The claimant sued on invoices for work done in relation to a planning issue. The defendant denied that the money was owing counterclaimed alleging breach of duty, they.  The judge dismissed the counterclaim. However the judge found that the claimant had not produced evidence to prove the quantum of its claim. The claimant appealed. The appeal was largely unsuccessful, the judge allowing one item for counsel’s fees for which evidence had been provided in the bundle.


“28. The claimant’s entitlement to the amount which it claims depends upon proving who did what work and when, whether or not there has been uplift and the circumstances which justify the claim (if any) to such uplift. As I have already indicated, it seems to me that providing adequate detail of these matters is especially important where there has been such a very significant increase in costs.

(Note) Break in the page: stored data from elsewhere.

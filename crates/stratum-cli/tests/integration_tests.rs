//! Integration tests for CLI commands

use std::fs;
use std::process::{Command, Output};
use tempfile::TempDir;

/// Helper to run stratum command
fn stratum(args: &[&str]) -> Output {
    Command::new(env!("CARGO_BIN_EXE_stratum"))
        .args(args)
        .env_remove("RUST_LOG")
        .output()
        .expect("Failed to execute stratum")
}

/// Get the fixtures path
fn fixtures_path() -> &'static str {
    concat!(env!("CARGO_MANIFEST_DIR"), "/../../fixtures")
}

fn fixture(name: &str) -> String {
    format!("{}/{}", fixtures_path(), name)
}

fn stdout_json(output: &Output) -> serde_json::Value {
    serde_json::from_slice(&output.stdout).expect("Output should be valid JSON")
}

fn step_field<'a>(plan: &'a serde_json::Value, field: &str) -> Vec<&'a str> {
    plan["steps"]
        .as_array()
        .unwrap()
        .iter()
        .map(|s| s[field].as_str().unwrap())
        .collect()
}

mod plan_command {
    use super::*;

    #[test]
    fn test_plan_default_configuration() {
        let catalog = fixture("catalog.yaml");
        let output = stratum(&["plan", "--catalog", &catalog]);

        assert!(output.status.success(), "{}", String::from_utf8_lossy(&output.stderr));
        let stdout = String::from_utf8_lossy(&output.stdout);
        assert!(stdout.contains("EXECUTION PLAN"));
        assert!(stdout.contains("4 components in 4 waves, 3 changes"));
        assert!(stdout.contains("Wave 3"));
    }

    #[test]
    fn test_plan_json_follows_dependency_order() {
        let catalog = fixture("catalog.yaml");
        let manifest = fixture("manifest.yaml");
        let config = fixture("config.yaml");
        let output = stratum(&[
            "plan", "--catalog", &catalog, "--manifest", &manifest, "-c", &config, "-o", "json",
        ]);

        assert!(output.status.success());
        let plan = stdout_json(&output);
        assert_eq!(
            step_field(&plan, "component"),
            vec!["crds", "database", "api", "dashboard"]
        );
        assert_eq!(
            step_field(&plan, "action"),
            vec!["install", "install", "install", "install"]
        );
        assert_eq!(plan["deleting"], false);
    }

    #[test]
    fn test_plan_against_recorded_status() {
        let dir = TempDir::new().unwrap();
        let status = dir.path().join("status.yaml");
        fs::write(
            &status,
            r#"
state: Ready
components:
  crds:
    name: crds
    state: Ready
    installed: true
  database:
    name: database
    state: Ready
    installed: true
"#,
        )
        .unwrap();

        let catalog = fixture("catalog.yaml");
        let output = stratum(&[
            "plan",
            "--catalog",
            &catalog,
            "--status",
            status.to_str().unwrap(),
            "--uninstall",
            "-o",
            "json",
        ]);

        assert!(output.status.success());
        let plan = stdout_json(&output);
        assert_eq!(
            step_field(&plan, "component"),
            vec!["dashboard", "api", "database", "crds"]
        );
        assert_eq!(
            step_field(&plan, "action"),
            vec!["keep", "keep", "uninstall", "uninstall"]
        );
    }

    #[test]
    fn test_plan_rejects_cycles() {
        let catalog = fixture("cyclic-catalog.yaml");
        let output = stratum(&["plan", "--catalog", &catalog]);

        assert_eq!(output.status.code(), Some(2));
        let stderr = String::from_utf8_lossy(&output.stderr);
        assert!(stderr.contains("Circular"));
    }

    #[test]
    fn test_plan_missing_catalog() {
        let output = stratum(&["plan", "--catalog", "/nonexistent/catalog.yaml"]);

        assert_eq!(output.status.code(), Some(5));
    }

    #[test]
    fn test_catalog_from_environment() {
        let output = Command::new(env!("CARGO_BIN_EXE_stratum"))
            .args(["plan", "-o", "json"])
            .env("STRATUM_CATALOG", fixture("catalog.yaml"))
            .output()
            .expect("Failed to execute stratum");

        assert!(output.status.success());
        assert_eq!(stdout_json(&output)["steps"].as_array().unwrap().len(), 4);
    }
}

mod values_command {
    use super::*;

    #[test]
    fn test_values_merges_every_layer() {
        let catalog = fixture("catalog.yaml");
        let manifest = fixture("manifest.yaml");
        let config = fixture("config.yaml");
        let output = stratum(&[
            "values", "database", "--catalog", &catalog, "--manifest", &manifest, "-c", &config,
            "-o", "json",
        ]);

        assert!(output.status.success(), "{}", String::from_utf8_lossy(&output.stderr));
        let values = stdout_json(&output);
        // override beats the chart default
        assert_eq!(values["replicas"], 3);
        // generated image layer, relocated to the mirror
        assert_eq!(values["image"]["registry"], "mirror.internal");
        assert_eq!(values["image"]["repository"], "library/postgres");
        assert_eq!(values["image"]["tag"], "16.2");
        assert_eq!(values["image"]["pullPolicy"], "IfNotPresent");
        // install arguments
        assert_eq!(values["auth"]["users"], serde_json::json!(["app", "reporting"]));
    }

    #[test]
    fn test_values_set_is_applied_last() {
        let catalog = fixture("catalog.yaml");
        let config = fixture("config.yaml");
        let output = stratum(&[
            "values", "database", "--catalog", &catalog, "-c", &config, "--set", "replicas=5",
            "-o", "json",
        ]);

        assert!(output.status.success());
        assert_eq!(stdout_json(&output)["replicas"], 5);
    }

    #[test]
    fn test_values_yaml_output() {
        let catalog = fixture("catalog.yaml");
        let output = stratum(&["values", "api", "--catalog", &catalog]);

        assert!(output.status.success());
        let stdout = String::from_utf8_lossy(&output.stdout);
        assert_eq!(stdout.trim(), "replicas: 2");
    }

    #[test]
    fn test_values_disabled_component_notes_it() {
        let catalog = fixture("catalog.yaml");
        let output = stratum(&["values", "dashboard", "--catalog", &catalog]);

        assert!(output.status.success());
        let stderr = String::from_utf8_lossy(&output.stderr);
        assert!(stderr.contains("disabled"));
    }

    #[test]
    fn test_values_unknown_component() {
        let catalog = fixture("catalog.yaml");
        let output = stratum(&["values", "cache", "--catalog", &catalog]);

        assert_eq!(output.status.code(), Some(4));
        let stderr = String::from_utf8_lossy(&output.stderr);
        assert!(stderr.contains("cache"));
    }

    #[test]
    fn test_values_reference_needs_cluster() {
        let catalog = fixture("catalog.yaml");
        let platform = fixture("platform.yaml");
        let output = stratum(&["values", "api", "--catalog", &catalog, "-c", &platform]);

        assert_eq!(output.status.code(), Some(2));
        let stderr = String::from_utf8_lossy(&output.stderr);
        assert!(stderr.contains("api-overrides"));
    }
}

29. The claimant apparently has a record of who did what work and when but it has not disclosed it. I derive that finding from the evidence of Mr Gascoigne. It is clear from the terms of the defence itself that Mr Bevan required a proper breakdown of the fees but none was ever provided.

30. In my judgment, the proof required to demonstrate that the claimant is entitled to the sums which it claims in this case is sadly lacking. I am not persuaded on the balance of probabilities that the amounts claimed are due because I simply have no real idea as to how these figures are calculated and made up.”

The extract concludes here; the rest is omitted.